もしもウクライナが戦わずにロシアに無条件で降伏したら、一体何を失うのでしょうか?

ウクライナ人が全員殺される? 或いはウクライナの領土をロシアに全て取られてウクライナ人は住む場所が無くなる?
まあ、どちらも有り得ないでしょう。きっとウクライナがロシアの一部になるだけで、そこに住むウクライナ人はそのまま生き続ける事が出来るでしょう。

逆に戦争を継続した方がウクライナ人が多く死ぬだろうし、多くの街が破壊されることでしょう。
うーむ、ますます分からなくなりますね。彼らは一体何を守るために戦っているのでしょうか?

そもそも国を守ることとは何なのか?

今回は第二次大戦時の日本を例として国を守る事について考えてみましょう。
日本はいわゆる太平洋戦争時に主にアメリカと壮絶に戦いましたが、彼らは一体何を守るために戦ったのだと思いますか?
一般には「国を守るため」と言われていましたね。
戦争で戦った彼らだって我々と同じ人間ですからやりたいことも有ったろうし、愛する人や家族も居たことでしょう。よって死にたい人など居なかったはずです。
なのにそれらを捨てて死を覚悟して戦うからには、相当なモチベーションが必要となるはずです。
「当時は皆が強制されていた」や「洗脳されていた」などの、ステレオタイプ的な説明はそれで話が終わってしまうので今回は避けましょう。
そしてモチベーションはどうであれ、結果的に先人たちは何を守ったのでしょうか?
「国を守る」とは、具体的には何を守るという意味なのでしょうか?

よく言われている、天皇でしょうか?
いいえ、天皇という存在はは確かに象徴的に使われていましたが、文字通りに「天皇さえ守れば他はどうでも良い」と考えていたわけではないはずです。

では日本国民でしょうか?
これも違うと思います。少なくとも戦争を避けたり、或いはもっと早く降伏していても日本国民の命は史実と同程度、もしくはそれ以上が守られていたことでしょう。

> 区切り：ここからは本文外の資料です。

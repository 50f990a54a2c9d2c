use serde_json::json;
use std::io::{BufRead, BufReader, Write};
use std::path::PathBuf;
use std::process::{Child, ChildStdin, ChildStdout, Command, Stdio};
use std::time::{SystemTime, UNIX_EPOCH};

fn temp_dir(prefix: &str) -> PathBuf {
    let p = std::env::temp_dir().join(format!(
        "{}-{}",
        prefix,
        SystemTime::now()
            .duration_since(UNIX_EPOCH)
            .expect("clock")
            .as_nanos()
    ));
    std::fs::create_dir_all(&p).expect("create temp dir");
    p
}

fn spawn_sidecar() -> (Child, ChildStdin, BufReader<ChildStdout>) {
    let exe = env!("CARGO_BIN_EXE_classbookd");
    let mut child = Command::new(exe)
        .stdin(Stdio::piped())
        .stdout(Stdio::piped())
        .stderr(Stdio::null())
        .spawn()
        .expect("spawn classbookd");
    let stdin = child.stdin.take().expect("child stdin");
    let stdout = child.stdout.take().expect("child stdout");
    (child, stdin, BufReader::new(stdout))
}

fn request(
    stdin: &mut ChildStdin,
    reader: &mut BufReader<ChildStdout>,
    id: &str,
    method: &str,
    params: serde_json::Value,
) -> serde_json::Value {
    let payload = json!({
        "id": id,
        "method": method,
        "params": params,
    });
    writeln!(stdin, "{}", payload).expect("write request");
    stdin.flush().expect("flush request");

    let mut line = String::new();
    reader.read_line(&mut line).expect("read response line");
    assert!(!line.trim().is_empty(), "empty response for {}", method);
    let value: serde_json::Value = serde_json::from_str(line.trim()).expect("parse response json");
    assert_eq!(value.get("id").and_then(|v| v.as_str()), Some(id));
    value
}

#[test]
fn health_unknown_method_and_workspace_gating() {
    let workspace = temp_dir("classbook-smoke");
    let (_child, mut stdin, mut reader) = spawn_sidecar();

    let health = request(&mut stdin, &mut reader, "1", "health", json!({}));
    assert_eq!(health.get("ok").and_then(|v| v.as_bool()), Some(true));
    let version = health["result"]["version"].as_str().expect("version");
    assert!(!version.is_empty());
    assert!(health["result"]["workspacePath"].is_null());

    // Data methods refuse to run before a workspace is selected.
    let gated = request(
        &mut stdin,
        &mut reader,
        "2",
        "grades.list",
        json!({}),
    );
    assert_eq!(gated.get("ok").and_then(|v| v.as_bool()), Some(false));
    assert_eq!(
        gated["error"]["code"].as_str(),
        Some("no_workspace"),
        "unexpected: {}",
        gated
    );

    let unknown = request(&mut stdin, &mut reader, "3", "nope.nothing", json!({}));
    assert_eq!(unknown["error"]["code"].as_str(), Some("not_implemented"));

    let selected = request(
        &mut stdin,
        &mut reader,
        "4",
        "workspace.select",
        json!({ "path": workspace.to_string_lossy() }),
    );
    assert_eq!(selected.get("ok").and_then(|v| v.as_bool()), Some(true));

    let health2 = request(&mut stdin, &mut reader, "5", "health", json!({}));
    assert!(health2["result"]["workspacePath"]
        .as_str()
        .expect("workspace path after select")
        .contains("classbook-smoke"));

    // Classes list is usable immediately on a fresh workspace.
    let classes = request(&mut stdin, &mut reader, "6", "classes.list", json!({}));
    assert_eq!(classes["result"]["classes"].as_array().map(|a| a.len()), Some(0));
}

ますます分かりませんね。先人たちは一体何を守るために命を投げ出してまで戦ったのか。
ここから先は、私の解釈となります。

彼らが守ろうとしたのは、日本の文化と伝統だとされています。
もちろん、皇室もその中に含まれることでしょう。

もしも日本がハワイのように公用語が英語になり、文字もアルファベットになり、あらゆる文化、伝統、習慣が欧米のものになっても良いと考えていたら、そもそも戦う必要はなかったと思います。(これは日米戦争だけの局所的な話ではなく、第二次大戦当時の白人と有色人種の大局的な関係を考慮した意味です)
ぶっちゃけ、たとえ植民地になったって国民は生物学的には生きていますからね。

では戦ってもしアメリカに勝っていれば彼らの望み通り未来永劫、日本の文化と伝統は守られたのでしょうか?
当たり前ですが戦死すれば、彼らは未来のことに干渉など出来ません。
よってもし彼らが命を捨てて守ったとしても、子孫たちが自らの意志で積極的に日本の文化と伝統を捨て、自ら欧米に取り込まれる選択をする可能性があることもきっと知っていたはずです。
それこそ「先人たちはどうせすぐに無くなるもののために戦って死んでバカじゃないの?」と言わんばかりに。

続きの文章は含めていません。